▶ **Provided entries**
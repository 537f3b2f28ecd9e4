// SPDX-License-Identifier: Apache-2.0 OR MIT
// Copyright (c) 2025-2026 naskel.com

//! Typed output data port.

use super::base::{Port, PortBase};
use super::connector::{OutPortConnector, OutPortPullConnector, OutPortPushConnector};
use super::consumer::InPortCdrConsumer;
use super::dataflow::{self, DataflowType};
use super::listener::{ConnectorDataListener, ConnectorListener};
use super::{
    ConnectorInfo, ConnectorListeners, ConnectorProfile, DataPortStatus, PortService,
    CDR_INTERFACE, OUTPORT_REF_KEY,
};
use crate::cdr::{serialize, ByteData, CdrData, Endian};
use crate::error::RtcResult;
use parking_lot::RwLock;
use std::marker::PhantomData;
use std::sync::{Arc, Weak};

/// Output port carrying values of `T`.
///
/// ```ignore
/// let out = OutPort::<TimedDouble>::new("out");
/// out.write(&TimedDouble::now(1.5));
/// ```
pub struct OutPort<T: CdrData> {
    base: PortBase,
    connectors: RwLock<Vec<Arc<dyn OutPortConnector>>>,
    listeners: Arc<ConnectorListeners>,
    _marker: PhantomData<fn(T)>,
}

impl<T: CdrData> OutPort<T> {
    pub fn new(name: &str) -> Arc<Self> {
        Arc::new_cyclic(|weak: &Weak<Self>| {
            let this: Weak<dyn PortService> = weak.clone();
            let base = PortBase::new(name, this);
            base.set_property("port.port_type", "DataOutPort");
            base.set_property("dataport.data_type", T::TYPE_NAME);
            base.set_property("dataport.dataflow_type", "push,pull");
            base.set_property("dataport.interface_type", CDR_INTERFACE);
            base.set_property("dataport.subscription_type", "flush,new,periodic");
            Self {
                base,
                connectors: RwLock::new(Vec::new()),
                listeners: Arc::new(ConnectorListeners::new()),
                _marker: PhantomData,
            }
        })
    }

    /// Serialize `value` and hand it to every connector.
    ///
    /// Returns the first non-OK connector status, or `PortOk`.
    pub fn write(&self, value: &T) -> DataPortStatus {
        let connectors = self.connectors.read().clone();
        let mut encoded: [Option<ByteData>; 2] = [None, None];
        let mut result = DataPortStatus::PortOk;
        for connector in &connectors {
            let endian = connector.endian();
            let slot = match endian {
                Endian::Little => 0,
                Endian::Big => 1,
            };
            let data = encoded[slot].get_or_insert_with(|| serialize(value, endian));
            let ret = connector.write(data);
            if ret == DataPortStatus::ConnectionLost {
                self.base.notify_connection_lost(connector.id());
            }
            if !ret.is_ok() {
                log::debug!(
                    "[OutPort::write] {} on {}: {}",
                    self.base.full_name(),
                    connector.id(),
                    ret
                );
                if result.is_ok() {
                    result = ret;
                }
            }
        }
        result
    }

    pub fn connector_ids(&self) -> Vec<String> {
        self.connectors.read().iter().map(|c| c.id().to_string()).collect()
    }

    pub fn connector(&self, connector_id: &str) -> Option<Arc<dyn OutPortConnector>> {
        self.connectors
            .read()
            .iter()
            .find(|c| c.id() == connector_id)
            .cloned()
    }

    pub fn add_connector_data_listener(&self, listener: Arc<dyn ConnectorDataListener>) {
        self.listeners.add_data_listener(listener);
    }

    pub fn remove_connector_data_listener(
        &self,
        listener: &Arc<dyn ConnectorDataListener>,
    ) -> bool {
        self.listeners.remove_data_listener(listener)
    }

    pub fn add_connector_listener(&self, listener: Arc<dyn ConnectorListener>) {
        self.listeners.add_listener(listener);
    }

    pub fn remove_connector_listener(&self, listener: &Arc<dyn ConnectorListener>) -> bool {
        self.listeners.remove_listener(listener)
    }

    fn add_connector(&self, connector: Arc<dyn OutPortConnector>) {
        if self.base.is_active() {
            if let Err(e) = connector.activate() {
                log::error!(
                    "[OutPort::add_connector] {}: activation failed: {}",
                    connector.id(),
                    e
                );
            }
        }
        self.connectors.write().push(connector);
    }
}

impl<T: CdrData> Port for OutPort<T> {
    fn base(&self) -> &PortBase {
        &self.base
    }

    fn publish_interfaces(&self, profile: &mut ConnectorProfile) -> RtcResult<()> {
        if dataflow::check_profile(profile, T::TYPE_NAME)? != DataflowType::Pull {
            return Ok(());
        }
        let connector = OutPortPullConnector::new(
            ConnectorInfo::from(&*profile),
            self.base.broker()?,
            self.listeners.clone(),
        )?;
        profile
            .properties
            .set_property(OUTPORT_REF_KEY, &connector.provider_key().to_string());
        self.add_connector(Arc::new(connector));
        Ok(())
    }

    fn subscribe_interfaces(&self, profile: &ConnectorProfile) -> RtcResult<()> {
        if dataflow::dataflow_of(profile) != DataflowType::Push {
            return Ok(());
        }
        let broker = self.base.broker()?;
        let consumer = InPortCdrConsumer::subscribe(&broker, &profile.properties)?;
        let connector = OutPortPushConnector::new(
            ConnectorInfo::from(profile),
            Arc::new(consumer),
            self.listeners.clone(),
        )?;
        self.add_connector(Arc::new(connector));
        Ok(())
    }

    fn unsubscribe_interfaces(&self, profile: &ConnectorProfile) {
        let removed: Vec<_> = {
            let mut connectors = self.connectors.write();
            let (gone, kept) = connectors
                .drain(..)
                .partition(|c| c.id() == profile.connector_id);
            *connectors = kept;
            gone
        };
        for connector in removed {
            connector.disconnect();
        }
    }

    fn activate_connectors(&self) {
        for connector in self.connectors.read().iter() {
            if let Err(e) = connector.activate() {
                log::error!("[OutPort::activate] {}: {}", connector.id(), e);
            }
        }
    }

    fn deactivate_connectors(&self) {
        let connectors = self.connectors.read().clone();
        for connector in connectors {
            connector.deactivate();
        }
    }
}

▶ **Your goal**
Copy out the data in full, exactly.

▶ **Answer**
repository 537f3b2f28ecd9e4
// SPDX-License-Identifier: Apache-2.0 OR MIT
// Copyright (c) 2025-2026 naskel.com

//! Typed output data port.

use super::base::{Port, PortBase};
use super::connector::{OutPortConnector, OutPortPullConnector, OutPortPushConnector};
use super::consumer::InPortCdrConsumer;
use super::dataflow::{self, DataflowType};
use super::listener::{ConnectorDataListener, ConnectorListener};
use super::{
    ConnectorInfo, ConnectorListeners, ConnectorProfile, DataPortStatus, PortService,
    CDR_INTERFACE, OUTPORT_REF_KEY,
};
use crate::cdr::{serialize, ByteData, CdrData, Endian};
use crate::error::RtcResult;
use parking_lot::RwLock;
use std::marker::PhantomData;
use std::sync::{Arc, Weak};

/// Output port carrying values of `T`.
///
/// ```ignore
/// let out = OutPort::<TimedDouble>::new("out");
/// out.write(&TimedDouble::now(1.5));
/// ```
pub struct OutPort<T: CdrData> {
    base: PortBase,
    connectors: RwLock<Vec<Arc<dyn OutPortConnector>>>,
    listeners: Arc<ConnectorListeners>,
    _marker: PhantomData<fn(T)>,
}

impl<T: CdrData> OutPort<T> {
    pub fn new(name: &str) -> Arc<Self> {
        Arc::new_cyclic(|weak: &Weak<Self>| {
            let this: Weak<dyn PortService> = weak.clone();
            let base = PortBase::new(name, this);
            base.set_property("port.port_type", "DataOutPort");
            base.set_property("dataport.data_type", T::TYPE_NAME);
            base.set_property("dataport.dataflow_type", "push,pull");
            base.set_property("dataport.interface_type", CDR_INTERFACE);
            base.set_property("dataport.subscription_type", "flush,new,periodic");
            Self {
                base,
                connectors: RwLock::new(Vec::new()),
                listeners: Arc::new(ConnectorListeners::new()),
                _marker: PhantomData,
            }
        })
    }

    /// Serialize `value` and hand it to every connector.
    ///
    /// Returns the first non-OK connector status, or `PortOk`.
    pub fn write(&self, value: &T) -> DataPortStatus {
        let connectors = self.connectors.read().clone();
        let mut encoded: [Option<ByteData>; 2] = [None, None];
        let mut result = DataPortStatus::PortOk;
        for connector in &connectors {
            let endian = connector.endian();
            let slot = match endian {
                Endian::Little => 0,
                Endian::Big => 1,
            };
            let data = encoded[slot].get_or_insert_with(|| serialize(value, endian));
            let ret = connector.write(data);
            if ret == DataPortStatus::ConnectionLost {
                self.base.notify_connection_lost(connector.id());
            }
            if !ret.is_ok() {
                log::debug!(
                    "[OutPort::write] {} on {}: {}",
                    self.base.full_name(),
                    connector.id(),
                    ret
                );
                if result.is_ok() {
                    result = ret;
                }
            }
        }
        result
    }

    pub fn connector_ids(&self) -> Vec<String> {
        self.connectors.read().iter().map(|c| c.id().to_string()).collect()
    }

    pub fn connector(&self, connector_id: &str) -> Option<Arc<dyn OutPortConnector>> {
        self.connectors
            .read()
            .iter()
            .find(|c| c.id() == connector_id)
            .cloned()
    }

    pub fn add_connector_data_listener(&self, listener: Arc<dyn ConnectorDataListener>) {
        self.listeners.add_data_listener(listener);
    }

    pub fn remove_connector_data_listener(
        &self,
        listener: &Arc<dyn ConnectorDataListener>,
    ) -> bool {
        self.listeners.remove_data_listener(listener)
    }

    pub fn add_connector_listener(&self, listener: Arc<dyn ConnectorListener>) {
        self.listeners.add_listener(listener);
    }

    pub fn remove_connector_listener(&self, listener: &Arc<dyn ConnectorListener>) -> bool {
        self.listeners.remove_listener(listener)
    }

    fn add_connector(&self, connector: Arc<dyn OutPortConnector>) {
        if self.base.is_active() {
            if let Err(e) = connector.activate() {
                log::error!(
                    "[OutPort::add_connector] {}: activation failed: {}",
                    connector.id(),
                    e
                );
            }
        }
        self.connectors.write().push(connector);
    }
}

impl<T: CdrData> Port for OutPort<T> {
    fn base(&self) -> &PortBase {
        &self.base
    }

    fn publish_interfaces(&self, profile: &mut ConnectorProfile) -> RtcResult<()> {
        if dataflow::check_profile(profile, T::TYPE_NAME)? != DataflowType::Pull {
            return Ok(());
        }
        let connector = OutPortPullConnector::new(
            ConnectorInfo::from(&*profile),
            self.base.broker()?,
            self.listeners.clone(),
        )?;
        profile
            .properties
            .set_property(OUTPORT_REF_KEY, &connector.provider_key().to_string());
        self.add_connector(Arc::new(connector));
        Ok(())
    }

    fn subscribe_interfaces(&self, profile: &ConnectorProfile) -> RtcResult<()> {
        if dataflow::dataflow_of(profile) != DataflowType::Push {
            return Ok(());
        }
        let broker = self.base.broker()?;
        let consumer = InPortCdrConsumer::subscribe(&broker, &profile.properties)?;
        let connector = OutPortPushConnector::new(
            ConnectorInfo::from(profile),
            Arc::new(consumer),
            self.listeners.clone(),
        )?;
        self.add_connector(Arc::new(connector));
        Ok(())
    }

    fn unsubscribe_interfaces(&self, profile: &ConnectorProfile) {
        let removed: Vec<_> = {
            let mut connectors = self.connectors.write();
            let (gone, kept) = connectors
                .drain(..)
                .partition(|c| c.id() == profile.connector_id);
            *connectors = kept;
            gone
        };
        for connector in removed {
            connector.disconnect();
        }
    }

    fn activate_connectors(&self) {
        for connector in self.connectors.read().iter() {
            if let Err(e) = connector.activate() {
                log::error!("[OutPort::activate] {}: {}", connector.id(), e);
            }
        }
    }

    fn deactivate_connectors(&self) {
        let connectors = self.connectors.read().clone();
        for connector in connectors {
            connector.deactivate();
        }
    }
}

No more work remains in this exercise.